Humour in the Bible (3)

The Book of Jonah is the funniest book in the scriptures.  The entire tale is a set-up.

1. God tells Jonah to go to Nineveh and preach against it.  Jonah isn’t interested in this job prospect.  He runs away from God.



2.Jonah boards a ship bound for Tarshish.  God creates a storm which almost sinks the ship. The ship’s captain awakens Jonah, and tells him to call upon his god.



3.The crew casts lots to discover which person should be held accountable for the storm.  The lot fell on Jonah.  He fesses up that he is running away from God, and tells the crew to throw him overboard.


4. That being done, the storm ends.  It’s not the end of Jonah.  The Lord made a great fish to swallow him.  Jonah is in the belly of the fish for three days.


5. Jonah prays in the belly of the fish.  The fish vomits Jonah up on to dry land. God again offers him the Nineveh gig.


6. Jonah goes to Nineveh and preaches judgment.  Led by the King of Nineveh the people repent.

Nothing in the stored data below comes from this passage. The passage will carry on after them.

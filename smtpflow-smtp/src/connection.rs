use std::{fs::File, io::BufReader as StdBufReader, path::Path, sync::Arc};

use serde::Deserialize;
use smtpflow_common::internal;
use tokio::io::{AsyncBufReadExt, AsyncRead, AsyncReadExt, AsyncWrite, AsyncWriteExt, BufReader};
use tokio_rustls::{
    TlsAcceptor,
    rustls::{
        ServerConfig, ServerConnection,
        crypto::aws_lc_rs,
        pki_types::{CertificateDer, PrivateKeyDer},
    },
    server::TlsStream,
};

use crate::error::{ConnectionError, ConnectionResult, TlsError, TlsResult};

/// Certificate and key, PEM encoded.
#[derive(Clone, Debug, Deserialize, PartialEq, Eq)]
pub struct TlsContext {
    pub certificate: std::path::PathBuf,
    pub key: std::path::PathBuf,
}

impl TlsContext {
    /// Load the certificate chain and key once; the acceptor is shared by
    /// every connection of every listener.
    pub fn acceptor(&self) -> TlsResult<TlsAcceptor> {
        let certs = load_certs(&self.certificate).map_err(|e| TlsError::CertificateLoad {
            path: self.certificate.display().to_string(),
            source: e,
        })?;
        let key = load_key(&self.key)?;

        let config = ServerConfig::builder_with_provider(Arc::new(aws_lc_rs::default_provider()))
            .with_safe_default_protocol_versions()?
            .with_no_client_auth()
            .with_single_cert(certs, key)?;

        Ok(TlsAcceptor::from(Arc::new(config)))
    }
}

fn load_certs(path: &Path) -> std::io::Result<Vec<CertificateDer<'static>>> {
    rustls_pemfile::certs(&mut StdBufReader::new(File::open(path)?)).collect()
}

fn load_key(path: &Path) -> TlsResult<PrivateKeyDer<'static>> {
    let path_str = path.display().to_string();
    let mut reader = StdBufReader::new(File::open(path).map_err(|e| TlsError::KeyLoad {
        path: path_str.clone(),
        reason: e.to_string(),
    })?);

    match rustls_pemfile::read_one(&mut reader).map_err(|e| TlsError::KeyLoad {
        path: path_str.clone(),
        reason: e.to_string(),
    })? {
        Some(rustls_pemfile::Item::Pkcs1Key(key)) => Ok(PrivateKeyDer::Pkcs1(key)),
        Some(rustls_pemfile::Item::Pkcs8Key(key)) => Ok(PrivateKeyDer::Pkcs8(key)),
        Some(rustls_pemfile::Item::Sec1Key(key)) => Ok(PrivateKeyDer::Sec1(key)),
        _ => Err(TlsError::KeyLoad {
            path: path_str,
            reason: "Unable to determine key file format (expected PKCS1, PKCS8, or SEC1)"
                .to_string(),
        }),
    }
}

#[derive(Debug)]
pub struct TlsInfo {
    version: String,
    cipher: String,
}

impl TlsInfo {
    fn of(conn: &ServerConnection) -> TlsResult<Self> {
        let version = conn
            .protocol_version()
            .ok_or_else(|| TlsError::ProtocolInfoMissing("protocol version".to_string()))?;
        let cipher = conn
            .negotiated_cipher_suite()
            .ok_or_else(|| TlsError::ProtocolInfoMissing("cipher suite".to_string()))?;

        Ok(Self {
            version: version.as_str().unwrap_or_default().to_string(),
            cipher: cipher.suite().as_str().unwrap_or_default().to_string(),
        })
    }

    #[must_use]
    pub fn proto(&self) -> &str {
        &self.version
    }

    #[must_use]
    pub fn cipher(&self) -> &str {
        &self.cipher
    }
}

/// A client connection, line buffered in both modes.
pub enum Connection<Stream: AsyncRead + AsyncWrite + Unpin + Send> {
    Plain(BufReader<Stream>),
    Tls(Box<BufReader<TlsStream<Stream>>>),
}

impl<Stream: AsyncRead + AsyncWrite + Unpin + Send> Connection<Stream> {
    pub fn plain(stream: Stream) -> Self {
        Self::Plain(BufReader::new(stream))
    }

    /// Implicit TLS: handshake before anything is said.
    pub async fn accept(stream: Stream, acceptor: &TlsAcceptor) -> TlsResult<(Self, TlsInfo)> {
        let stream = acceptor.accept(stream).await?;
        let info = TlsInfo::of(stream.get_ref().1)?;
        Ok((Self::Tls(Box::new(BufReader::new(stream))), info))
    }

    #[must_use]
    pub const fn is_secure(&self) -> bool {
        matches!(self, Self::Tls(_))
    }

    pub async fn send<S: core::fmt::Display + Send + Sync>(
        &mut self,
        response: &S,
    ) -> ConnectionResult<usize> {
        let line = format!("{response}\r\n");

        match self {
            Self::Plain(stream) => {
                stream.write_all(line.as_bytes()).await?;
                stream.flush().await?;
            }
            Self::Tls(stream) => {
                stream.write_all(line.as_bytes()).await?;
                stream.flush().await?;
            }
        }

        Ok(line.len())
    }

    /// Read up to and including the next `\n`, but never more than `limit`
    /// bytes. Returns 0 once the peer has closed the connection.
    pub async fn read_line(&mut self, buf: &mut Vec<u8>, limit: usize) -> ConnectionResult<usize> {
        let limit = u64::try_from(limit).unwrap_or(u64::MAX);

        Ok(match self {
            Self::Plain(stream) => (&mut *stream).take(limit).read_until(b'\n', buf).await?,
            Self::Tls(stream) => (&mut **stream).take(limit).read_until(b'\n', buf).await?,
        })
    }

    /// STARTTLS. Anything the client pipelined after the command is
    /// discarded with the plaintext buffer (RFC 3207 Section 4.2).
    pub async fn upgrade(self, acceptor: &TlsAcceptor) -> TlsResult<(Self, TlsInfo)> {
        internal!(level = DEBUG, "Upgrading connection ...");

        match self {
            Self::Plain(reader) => {
                if !reader.buffer().is_empty() {
                    internal!(
                        level = WARN,
                        "Discarding {} bytes pipelined after STARTTLS",
                        reader.buffer().len()
                    );
                }
                Self::accept(reader.into_inner(), acceptor).await
            }
            Self::Tls(_) => Err(TlsError::Io(std::io::Error::other(
                ConnectionError::AlreadySecure,
            ))),
        }
    }
}

#[cfg(test)]
#[allow(clippy::unwrap_used)]
mod tests {
    use std::io::Write;

    use tokio::io::AsyncWriteExt;

    use super::*;

    #[tokio::test]
    async fn read_line_stops_at_newline_and_limit() {
        let (client, server) = tokio::io::duplex(1024);
        let mut connection = Connection::plain(server);
        let mut client = client;

        client.write_all(b"EHLO client.test\r\nNOOP\r\n0123456789").await.unwrap();
        drop(client);

        let mut line = Vec::new();
        connection.read_line(&mut line, 512).await.unwrap();
        assert_eq!(line, b"EHLO client.test\r\n");

        line.clear();
        connection.read_line(&mut line, 512).await.unwrap();
        assert_eq!(line, b"NOOP\r\n");

        line.clear();
        assert_eq!(connection.read_line(&mut line, 4).await.unwrap(), 4);
        assert_eq!(line, b"0123");

        line.clear();
        connection.read_line(&mut line, 512).await.unwrap();
        assert_eq!(line, b"456789");

        line.clear();
        assert_eq!(connection.read_line(&mut line, 512).await.unwrap(), 0);
    }

    #[tokio::test]
    async fn send_appends_crlf() {
        let (mut client, server) = tokio::io::duplex(1024);
        let mut connection = Connection::plain(server);

        assert_eq!(connection.send(&"250 2.0.0 Ok").await.unwrap(), 14);
        drop(connection);

        let mut received = String::new();
        tokio::io::AsyncReadExt::read_to_string(&mut client, &mut received)
            .await
            .unwrap();
        assert_eq!(received, "250 2.0.0 Ok\r\n");
    }

    #[test]
    fn missing_certificate_is_reported() {
        let context = TlsContext {
            certificate: "/nonexistent/cert.pem".into(),
            key: "/nonexistent/key.pem".into(),
        };

        let err = context.acceptor().err().expect("expected acceptor() to fail");
        assert!(matches!(err, TlsError::CertificateLoad { .. }));
    }

    #[test]
    fn unreadable_key_is_reported() {
        let mut cert = tempfile::NamedTempFile::new().unwrap();
        cert.write_all(b"").unwrap();
        let mut key = tempfile::NamedTempFile::new().unwrap();
        key.write_all(b"not a pem file").unwrap();

        let err = load_key(key.path()).unwrap_err();
        assert!(matches!(err, TlsError::KeyLoad { .. }));
        assert!(load_certs(cert.path()).unwrap().is_empty());
    }
}
use std::{
    fmt,
    path::{Path, PathBuf},
    time::Duration,
};

use rusqlite::{Connection, OpenFlags};

/// How long a connection waits on a lock held by another connection or
/// process before giving up with `SQLITE_BUSY`.
const BUSY_TIMEOUT: Duration = Duration::from_secs(10);

/// An `r2d2::ManageConnection` for `rusqlite::Connection`s on a database file.
pub struct SqliteConnectionManager {
    path: PathBuf,
    flags: OpenFlags,
}

impl fmt::Debug for SqliteConnectionManager {
    fn fmt(&self, f: &mut fmt::Formatter<'_>) -> fmt::Result {
        f.debug_struct("SqliteConnectionManager")
            .field("path", &self.path)
            .finish_non_exhaustive()
    }
}

impl SqliteConnectionManager {
    pub fn file<P: AsRef<Path>>(path: P) -> Self {
        Self {
            path: path.as_ref().to_path_buf(),
            flags: OpenFlags::default(),
        }
    }
}

impl r2d2::ManageConnection for SqliteConnectionManager {
    type Connection = Connection;
    type Error = rusqlite::Error;

    fn connect(&self) -> Result<Connection, rusqlite::Error> {
        let conn = Connection::open_with_flags(&self.path, self.flags)?;

        // The busy timeout goes first so the journal mode switch itself waits
        // for other processes opening the same file.
        conn.busy_timeout(BUSY_TIMEOUT)?;
        conn.execute_batch(concat!(
            "PRAGMA journal_mode = WAL; ",
            "PRAGMA synchronous = NORMAL; ",
            "PRAGMA temp_store = memory; ",
            "PRAGMA foreign_keys = ON;"
        ))?;

        Ok(conn)
    }

    fn is_valid(&self, conn: &mut Connection) -> Result<(), rusqlite::Error> {
        conn.execute_batch("")
    }

    fn has_broken(&self, _: &mut Connection) -> bool {
        false
    }
}
//! SASL PLAIN (RFC 4616) and LOGIN decoding for `AUTH` (RFC 4954).
//!
//! Only decoding lives here. Whether a mechanism may be used on the current
//! connection is decided by the state machine, and the credentials are
//! checked by the transaction handler.

use core::fmt;
use std::str::FromStr;

use base64::{Engine, engine::general_purpose::STANDARD};
use thiserror::Error;

/// `Username:`, base64 encoded.
pub const USERNAME_PROMPT: &str = "VXNlcm5hbWU6";

/// `Password:`, base64 encoded.
pub const PASSWORD_PROMPT: &str = "UGFzc3dvcmQ6";

#[derive(Debug, Clone, Copy, PartialEq, Eq)]
pub enum Mechanism {
    Plain,
    Login,
}

impl FromStr for Mechanism {
    type Err = SaslError;

    fn from_str(value: &str) -> Result<Self, Self::Err> {
        if value.eq_ignore_ascii_case("PLAIN") {
            Ok(Self::Plain)
        } else if value.eq_ignore_ascii_case("LOGIN") {
            Ok(Self::Login)
        } else {
            Err(SaslError::UnknownMechanism)
        }
    }
}

impl fmt::Display for Mechanism {
    fn fmt(&self, f: &mut fmt::Formatter<'_>) -> fmt::Result {
        f.write_str(match self {
            Self::Plain => "PLAIN",
            Self::Login => "LOGIN",
        })
    }
}

#[derive(Debug, Clone, Copy, PartialEq, Eq, Error)]
pub enum SaslError {
    #[error("Unrecognized authentication type")]
    UnknownMechanism,

    #[error("Cannot decode response")]
    Encoding,

    #[error("Malformed credentials")]
    Malformed,

    /// The client answered a challenge with `*`.
    #[error("Authentication cancelled")]
    Cancelled,
}

#[derive(Clone, PartialEq, Eq)]
pub struct Credentials {
    pub username: String,
    pub secret: String,
}

impl fmt::Debug for Credentials {
    fn fmt(&self, f: &mut fmt::Formatter<'_>) -> fmt::Result {
        f.debug_struct("Credentials")
            .field("username", &self.username)
            .field("secret", &"<redacted>")
            .finish()
    }
}

/// Decode one base64 client response. `=` is the empty initial response.
pub fn decode_response(response: &str) -> Result<String, SaslError> {
    let response = response.trim();

    if response == "*" {
        return Err(SaslError::Cancelled);
    }

    if response == "=" {
        return Ok(String::new());
    }

    let bytes = STANDARD
        .decode(response)
        .map_err(|_| SaslError::Encoding)?;

    String::from_utf8(bytes).map_err(|_| SaslError::Encoding)
}

/// Decode a PLAIN response, `[authzid] NUL authcid NUL passwd`.
///
/// The authorization identity is ignored; a tenant can only act as itself.
pub fn decode_plain(response: &str) -> Result<Credentials, SaslError> {
    let decoded = decode_response(response)?;
    let mut parts = decoded.split('\0');

    match (parts.next(), parts.next(), parts.next(), parts.next()) {
        (Some(_authzid), Some(username), Some(secret), None) if !username.is_empty() => {
            Ok(Credentials {
                username: username.to_string(),
                secret: secret.to_string(),
            })
        }
        _ => Err(SaslError::Malformed),
    }
}

#[cfg(test)]
#[allow(clippy::unwrap_used)]
mod tests {
    use pretty_assertions::assert_eq;

    use super::*;

    fn encode(value: &str) -> String {
        STANDARD.encode(value)
    }

    #[test]
    fn prompts_decode_to_labels() {
        assert_eq!(decode_response(USERNAME_PROMPT).unwrap(), "Username:");
        assert_eq!(decode_response(PASSWORD_PROMPT).unwrap(), "Password:");
    }

    #[test]
    fn plain_with_and_without_authzid() {
        let expected = Credentials {
            username: "acme".to_string(),
            secret: "hunter2".to_string(),
        };

        assert_eq!(decode_plain(&encode("\0acme\0hunter2")).unwrap(), expected);
        assert_eq!(
            decode_plain(&encode("admin\0acme\0hunter2")).unwrap(),
            expected
        );
    }

    #[test]
    fn plain_rejects_malformed_input() {
        assert_eq!(decode_plain("not base64!"), Err(SaslError::Encoding));
        assert_eq!(decode_plain(&encode("acme:hunter2")), Err(SaslError::Malformed));
        assert_eq!(decode_plain(&encode("\0\0hunter2")), Err(SaslError::Malformed));
        assert_eq!(decode_plain("="), Err(SaslError::Malformed));
        assert_eq!(decode_plain("*"), Err(SaslError::Cancelled));
    }

    #[test]
    fn mechanism_names() {
        assert_eq!("plain".parse::<Mechanism>(), Ok(Mechanism::Plain));
        assert_eq!("LOGIN".parse::<Mechanism>(), Ok(Mechanism::Login));
        assert_eq!(
            "CRAM-MD5".parse::<Mechanism>(),
            Err(SaslError::UnknownMechanism)
        );
    }

    #[test]
    fn debug_redacts_secret() {
        let credentials = decode_plain(&encode("\0acme\0hunter2")).unwrap();
        assert!(!format!("{credentials:?}").contains("hunter2"));
    }
}
//! HTTP front door for smtpflow
//!
//! # Endpoints
//!
//! - **`GET /t/open/{tracking_id}`** - open pixel, always a 1x1 GIF
//! - **`GET /t/click/{tracking_id}?url=`** - click redirect
//! - **`POST /t/bounce`**, **`POST /t/spam`** - provider webhooks, guarded by
//!   the `x-bounce-secret` header
//! - **`POST /api/send`** - submit a message with a bearer token
//! - **`GET /api/usage`** - consumption for the current period
//! - **`GET /api/messages/{tracking_id}`** - status and events of a message
//! - **`GET /health`**
//!
//! Tracking events are recorded by a detached [`DispatchWorker`], so the
//! tracking endpoints never wait on storage.

use std::sync::Arc;

use smtpflow_delivery::Submitter;
use smtpflow_store::{CredentialStore, EventRecorder};

pub mod api;
pub mod client;
mod config;
pub mod dispatcher;
mod error;
mod server;
pub mod tracking;

pub use config::HttpConfig;
pub use dispatcher::{DispatchWorker, EventDispatcher, TrackingEvent};
pub use error::{ApiError, FieldError, HttpError};
pub use server::{HttpServer, router};

/// Shared by every handler.
#[derive(Clone)]
pub struct AppState {
    pub credentials: CredentialStore,
    pub submitter: Submitter,
    pub recorder: Arc<dyn EventRecorder>,
    pub dispatcher: EventDispatcher,
    pub bounce_secret: Option<Arc<str>>,
    pub trust_proxy: bool,
}

impl AppState {
    /// State for `config`. The returned worker must be spawned for tracking
    /// events to be recorded.
    #[must_use]
    pub fn new(
        config: &HttpConfig,
        credentials: CredentialStore,
        submitter: Submitter,
        recorder: Arc<dyn EventRecorder>,
    ) -> (Self, DispatchWorker) {
        let (dispatcher, worker) =
            EventDispatcher::new(Arc::clone(&recorder), config.dispatcher_capacity);

        let state = Self {
            credentials,
            submitter,
            recorder,
            dispatcher,
            bounce_secret: config
                .bounce_secret
                .as_deref()
                .filter(|secret| !secret.is_empty())
                .map(Arc::from),
            trust_proxy: config.trust_proxy,
        };

        (state, worker)
    }
}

7. God changes his mind and decides not to destroy Nineveh.  Jonah throws a hissy fit and whines at God for sparing Nineveh.


8. Jonah leaves the city and sits down to see what would happen. God makes a special big plant to shelter Jonah.  Jonah is happy.


9. God makes a special worm to attack the plant, which dies. Jonah is unhappy.  He wants to die. He is sad that the plant died.


10. God asks Jonah “if you can be sad over the death of a plant, why can’t you understand that I would be sad if I’d had to destroy Nineveh.



It’s all so implausible, and that’s what produces the comedic effect.

Literalists miss the meaning of the story in their insistence that it all truly happened just as the book says it did.  They ooh and aah about the miracle of the fish, and insist that Jonah must have been in the belly of the fish for three days, because “the bible says so”.

That literal reading fails to see the great humour of the book.

Those of us who treasure it as a bit of biblical fiction can giggle with glee at the humour, and understand that it’s all a satire which is directed against the notion that God only cares for people of one particular religion.

We are quite content to assert that the book of Jonah is entirely a work of fiction, for we understand that fiction is a most wonderfully subtle way of telling us things that are profoundly true.